◆ **Your assignment**: Go over the lines below, and when one contains the word "validate", copy it.

◆ **Information**:
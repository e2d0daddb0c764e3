//! `futures` LocalPool adapter - a single-threaded executor driven by the caller

use std::future::Future;

use futures::executor::{LocalPool, LocalSpawner};

use crate::runner::{ResourceGauge, RunnerError, RunnerId, TeardownError, TestRunner};

/// Runner that owns one `LocalPool`
///
/// The pool has no threads of its own: spawned tasks make progress only while
/// a `call` is driving the pool. Tasks left pending when the runner closes are
/// dropped with the pool.
#[derive(Debug)]
pub struct LocalPoolRunner {
    id: RunnerId,
    pool: Option<LocalPool>,
    gauge: ResourceGauge,
}

impl LocalPoolRunner {
    pub fn new() -> Self {
        let id = RunnerId::next();
        tracing::debug!(runner = %id, backend = "local-pool", "Scheduler started");
        Self {
            id,
            pool: Some(LocalPool::new()),
            gauge: ResourceGauge::default(),
        }
    }

    /// Spawner for the owned pool, `None` once closed.
    ///
    /// Tasks spawned through it outlive the call that spawned them and can be
    /// awaited by a later call.
    pub fn spawner(&self) -> Option<LocalSpawner> {
        self.pool.as_ref().map(LocalPool::spawner)
    }
}

impl Default for LocalPoolRunner {
    fn default() -> Self {
        Self::new()
    }
}

impl TestRunner for LocalPoolRunner {
    fn id(&self) -> RunnerId {
        self.id
    }

    fn gauge(&self) -> &ResourceGauge {
        &self.gauge
    }

    fn try_call<F, Fut>(&mut self, func: F) -> Result<Fut::Output, RunnerError>
    where
        F: FnOnce() -> Fut,
        Fut: Future,
    {
        let Some(pool) = self.pool.as_mut() else {
            return Err(RunnerError::Closed { runner: self.id });
        };

        let call = self.gauge.calls() + 1;
        tracing::debug!(runner = %self.id, call, "Driving call to completion");

        let pending = func();
        let output = pool.run_until(pending);
        self.gauge.record_call();
        Ok(output)
    }

    fn close(&mut self) -> Result<(), TeardownError> {
        let Some(pool) = self.pool.take() else {
            tracing::debug!(runner = %self.id, "Runner already closed");
            return Ok(());
        };

        drop(pool);
        self.gauge.mark_closed();

        tracing::info!(
            runner = %self.id,
            backend = "local-pool",
            calls = self.gauge.calls(),
            "Scheduler closed"
        );
        Ok(())
    }
}
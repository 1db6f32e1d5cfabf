//! Dispatch results and per-attempt diagnostics.

use std::time::Duration;

use relay_transport::{ErrorKind, SendReceipt};

/// Outcome of a successful dispatch.
#[derive(Debug, Clone)]
pub struct DispatchResult {
    /// Receipt returned by the transport engine.
    pub receipt: SendReceipt,
    /// Pool connection that delivered the message.
    pub connection_id: u64,
    /// Number of attempts made, including the successful one.
    pub attempts: u32,
    /// Timings of the successful attempt.
    pub statistics: DispatchStatistics,
    /// Every attempt in order, the last one being the delivery.
    pub history: Vec<DispatchAttempt>,
}

/// Elapsed time of each dispatch step.
#[derive(Debug, Clone, Copy, Default, PartialEq, Eq)]
pub struct DispatchStatistics {
    /// Time spent building the payload.
    pub build_payload: Duration,
    /// Time spent waiting for a connection lease.
    pub acquire_connection: Duration,
    /// Time spent in the transport send.
    pub send: Duration,
}

impl DispatchStatistics {
    /// Total time of the attempt.
    #[must_use]
    pub fn total(&self) -> Duration {
        self.build_payload + self.acquire_connection + self.send
    }
}

/// How a single attempt ended.
#[derive(Debug, Clone, Copy, PartialEq, Eq)]
pub enum AttemptOutcome {
    /// The message was accepted.
    Delivered,
    /// The send failed with the given classification.
    Failed(ErrorKind),
}

/// One send attempt.
#[derive(Debug, Clone, Copy, PartialEq, Eq)]
pub struct DispatchAttempt {
    /// 1-based attempt number.
    pub index: u32,
    /// Time spent building the payload.
    pub build_payload: Duration,
    /// Time spent waiting for a connection lease.
    pub acquire_connection: Duration,
    /// Time spent in the transport send.
    pub send: Duration,
    /// How the attempt ended.
    pub outcome: AttemptOutcome,
}

impl DispatchAttempt {
    /// Timings of this attempt.
    #[must_use]
    pub fn statistics(&self) -> DispatchStatistics {
        DispatchStatistics {
            build_payload: self.build_payload,
            acquire_connection: self.acquire_connection,
            send: self.send,
        }
    }
}
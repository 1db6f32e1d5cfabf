#![no_main]

use libfuzzer_sys::fuzz_target;
use relay_transport::SessionConfig;

fuzz_target!(|data: &[u8]| {
    // Fuzz connection string parsing
    if let Ok(s) = std::str::from_utf8(data) {
        if let Ok(config) = SessionConfig::from_connection_string(s) {
            let _ = config.validate();
            let _ = config.effective_credentials();
        }
    }
});
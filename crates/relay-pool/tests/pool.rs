//! Connection pool integration tests.
//!
//! These tests drive the pool against the in-memory engine from
//! `relay-testing`. Timing-sensitive tests run on paused time, so sleeps
//! and wait budgets resolve deterministically:
//!
//! ```bash
//! cargo test -p relay-pool --test pool
//! ```

#![allow(clippy::unwrap_used, clippy::expect_used)]

use std::collections::HashSet;
use std::sync::{Arc, Mutex};
use std::time::Duration;

use relay_pool::{
    ConnectionPool, ConnectionState, MAX_MESSAGES_PER_CONNECTION, PoolError, PoolSettings,
    TimeoutCause,
};
use relay_testing::fixtures::{self, TestTiming};
use relay_testing::{MockOutcome, MockTransport};
use relay_transport::ErrorKind;
use tokio::time::Instant;
use tokio_test::{assert_pending, assert_ready};
use tokio_util::sync::CancellationToken;

fn settings(max_pool_size: usize) -> PoolSettings {
    let timing = TestTiming::default();
    PoolSettings::new()
        .max_pool_size(max_pool_size)
        .max_connection_retries(timing.retries)
        .max_connection_wait_time(timing.wait)
        .delay_between_retries(timing.poll)
}

async fn pool_with(transport: &MockTransport, settings: PoolSettings) -> ConnectionPool {
    ConnectionPool::new(settings, fixtures::session_config(), transport.factory())
        .await
        .expect("Failed to create pool")
}

// =============================================================================
// Basic Pool Tests
// =============================================================================

#[tokio::test]
async fn test_pool_create_and_close() {
    let transport = MockTransport::new();
    let pool = pool_with(&transport, settings(5)).await;

    assert!(!pool.is_closed());
    let status = pool.status();
    assert_eq!(status.max, 5);
    assert_eq!(status.total, 0);

    pool.close().await;
    assert!(pool.is_closed());
}

#[tokio::test]
async fn test_pool_rejects_invalid_settings() {
    let transport = MockTransport::new();
    let result = ConnectionPool::new(
        PoolSettings::new().max_pool_size(0),
        fixtures::session_config(),
        transport.factory(),
    )
    .await;
    assert!(matches!(result, Err(PoolError::Configuration(_))));
}

#[tokio::test]
async fn test_pool_connection_reuse() {
    let transport = MockTransport::new();
    let pool = pool_with(&transport, settings(2)).await;

    let client = pool.lease().await.expect("Failed to lease");
    let first_id = client.id();
    client.send(&fixtures::payload()).await.expect("Send failed");

    let client = pool.lease().await.expect("Failed to lease");
    assert_eq!(client.id(), first_id, "Idle connection should be reused");
    assert_eq!(client.messages_sent(), 1);
    assert!(client.is_connected());
    client.send(&fixtures::payload()).await.expect("Send failed");

    assert_eq!(transport.sessions_created(), 1);
    assert_eq!(transport.sessions_opened(), 1);
    assert_eq!(transport.messages_delivered(), 2);

    let status = pool.status();
    assert_eq!(status.available, 1);
    assert_eq!(status.in_use, 0);
}
#![no_main]

use arbitrary::Arbitrary;
use libfuzzer_sys::fuzz_target;
use relay_dispatch::{EmailMessage, MimePayloadBuilder, PayloadBuilder};

/// Arbitrary message fields for fuzzing.
#[derive(Debug, Arbitrary)]
struct FuzzMessageInput {
    from: String,
    to: Vec<String>,
    bcc: Vec<String>,
    reply_to: Option<String>,
    subject: String,
    headers: Vec<(String, String)>,
    body: String,
    return_path: Option<String>,
}

fuzz_target!(|input: FuzzMessageInput| {
    let mut message = EmailMessage::new(input.from, input.subject, input.body);
    message.to = input.to;
    message.bcc = input.bcc;
    message.reply_to = input.reply_to;
    message.return_path = input.return_path;
    for (name, value) in input.headers {
        message.set_header(name, value);
    }

    if let Ok(payload) = MimePayloadBuilder.build(&message) {
        assert!(!payload.mail_from.trim().is_empty());
        assert!(!payload.recipients.is_empty());

        // Every header line is terminated by CRLF; no bare line feeds.
        let data = String::from_utf8_lossy(&payload.data);
        let header_block = data.split("\r\n\r\n").next().unwrap_or_default();
        assert!(!header_block.replace("\r\n", "").contains(['\r', '\n']));
    }
});
//! Leased transport client.
//!
//! A [`TransportClient`] is an exclusive lease on one pooled session. The
//! session handle moves into the client for the duration of the lease and
//! moves back when the lease ends, so the pool never touches a session
//! that is in use.
//!
//! Every lease ends with exactly one check-in: [`TransportClient::send`]
//! and [`TransportClient::validate`] consume the client and check it in
//! themselves (released, or faulted on failure), [`TransportClient::release`]
//! checks it in explicitly, and dropping an unconsumed client releases it.
//! A client dropped while `send` or `validate` is still awaiting the engine
//! (a timed-out or cancelled future) is checked in as faulted instead, since
//! its session is stopped mid-exchange.

use std::fmt;
use std::sync::Arc;

use relay_transport::{Payload, RawFailure, SendReceipt, TransportError, TransportSession};

use crate::lifecycle::ConnectionMetadata;
use crate::pool::{CheckIn, PoolShared};

/// An exclusive lease on a pooled transport connection.
pub struct TransportClient {
    meta: ConnectionMetadata,
    session: Option<Box<dyn TransportSession>>,
    pool: Arc<PoolShared>,
    in_flight: bool,
}

impl TransportClient {
    pub(crate) fn new(
        meta: ConnectionMetadata,
        session: Box<dyn TransportSession>,
        pool: Arc<PoolShared>,
    ) -> Self {
        Self {
            meta,
            session: Some(session),
            pool,
            in_flight: false,
        }
    }

    /// Pool-unique connection identifier.
    #[must_use]
    pub fn id(&self) -> u64 {
        self.meta.id
    }

    /// Connection metadata as of the start of this lease.
    #[must_use]
    pub fn metadata(&self) -> &ConnectionMetadata {
        &self.meta
    }

    /// Messages successfully sent over this connection so far.
    #[must_use]
    pub fn messages_sent(&self) -> u64 {
        self.meta.messages_sent
    }

    /// Check if the underlying session is connected.
    #[must_use]
    pub fn is_connected(&self) -> bool {
        self.session.as_ref().is_some_and(|s| s.is_connected())
    }

    /// Send a payload and end the lease.
    ///
    /// On success the message counter is incremented and the connection is
    /// released. On failure the engine code is classified; transport and
    /// authentication failures close the session and fault the connection,
    /// message-level rejections release it untouched.
    pub async fn send(mut self, payload: &Payload) -> Result<SendReceipt, TransportError> {
        self.in_flight = true;
        let result = match self.session.as_mut() {
            Some(session) => send_over(&mut **session, payload).await,
            None => Err(lease_ended()),
        };
        self.in_flight = false;

        match result {
            Ok(receipt) => {
                self.meta.messages_sent += 1;
                tracing::trace!(
                    connection_id = self.meta.id,
                    messages_sent = self.meta.messages_sent,
                    "message sent"
                );
                self.finish(CheckIn::Released);
                Ok(receipt)
            }
            Err(failure) => {
                tracing::error!(
                    connection_id = self.meta.id,
                    code = %failure.code,
                    detail = %failure.detail,
                    "send failed"
                );
                let error = TransportError::from_failure(failure);
                if error.kind().faults_connection() {
                    self.fault().await;
                } else {
                    self.finish(CheckIn::Released);
                }
                Err(error)
            }
        }
    }

    /// Verify connectivity and login with a lightweight round-trip, then
    /// end the lease.
    ///
    /// Returns `false` and faults the connection on any failure.
    pub async fn validate(mut self) -> bool {
        self.in_flight = true;
        let result = match self.session.as_mut() {
            Some(session) => session.validate().await,
            None => Err(lease_ended()),
        };
        self.in_flight = false;

        match result {
            Ok(()) => {
                self.finish(CheckIn::Released);
                true
            }
            Err(failure) => {
                tracing::error!(
                    connection_id = self.meta.id,
                    code = %failure.code,
                    detail = %failure.detail,
                    "connection validation failed"
                );
                self.fault().await;
                false
            }
        }
    }

    /// Return the connection to the pool.
    pub fn release(mut self) {
        self.finish(CheckIn::Released);
    }

    /// Close the session and retire the connection.
    pub async fn mark_faulted(mut self) {
        self.fault().await;
    }

    /// Close the underlying session. No-op if already closed.
    ///
    /// The lease stays active; a later send reconnects.
    pub async fn close(&mut self) {
        if let Some(session) = self.session.as_mut() {
            close_session(&mut **session).await;
        }
    }

    async fn fault(&mut self) {
        self.close().await;
        tracing::warn!(connection_id = self.meta.id, "connection faulted");
        self.finish(CheckIn::Faulted);
    }

    fn finish(&mut self, outcome: CheckIn) {
        if let Some(session) = self.session.take() {
            self.pool.check_in(&self.meta, session, outcome);
        }
    }
}

impl Drop for TransportClient {
    fn drop(&mut self) {
        if self.in_flight {
            tracing::warn!(
                connection_id = self.meta.id,
                "lease dropped during an engine call, faulting connection"
            );
            self.finish(CheckIn::Faulted);
        } else {
            self.finish(CheckIn::Released);
        }
    }
}

impl fmt::Debug for TransportClient {
    fn fmt(&self, f: &mut fmt::Formatter<'_>) -> fmt::Result {
        f.debug_struct("TransportClient")
            .field("id", &self.meta.id)
            .field("messages_sent", &self.meta.messages_sent)
            .field("connected", &self.is_connected())
            .finish()
    }
}

async fn send_over(
    session: &mut dyn TransportSession,
    payload: &Payload,
) -> Result<SendReceipt, RawFailure> {
    session.open_or_reuse().await?;
    session.send_payload(payload).await
}

fn lease_ended() -> RawFailure {
    RawFailure::new("Aborted", "lease already ended")
}

/// Close a session if it is still connected.
pub(crate) async fn close_session(session: &mut dyn TransportSession) {
    if session.is_connected() {
        session.close_session().await;
    }
}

◆ **Response to the exercise**:
            let _ = config.validate();
//! and [`TransportClient::validate`] consume the client and check it in
//! A client dropped while `send` or `validate` is still awaiting the engine
    pub async fn validate(mut self) -> bool {
            Some(session) => session.validate().await,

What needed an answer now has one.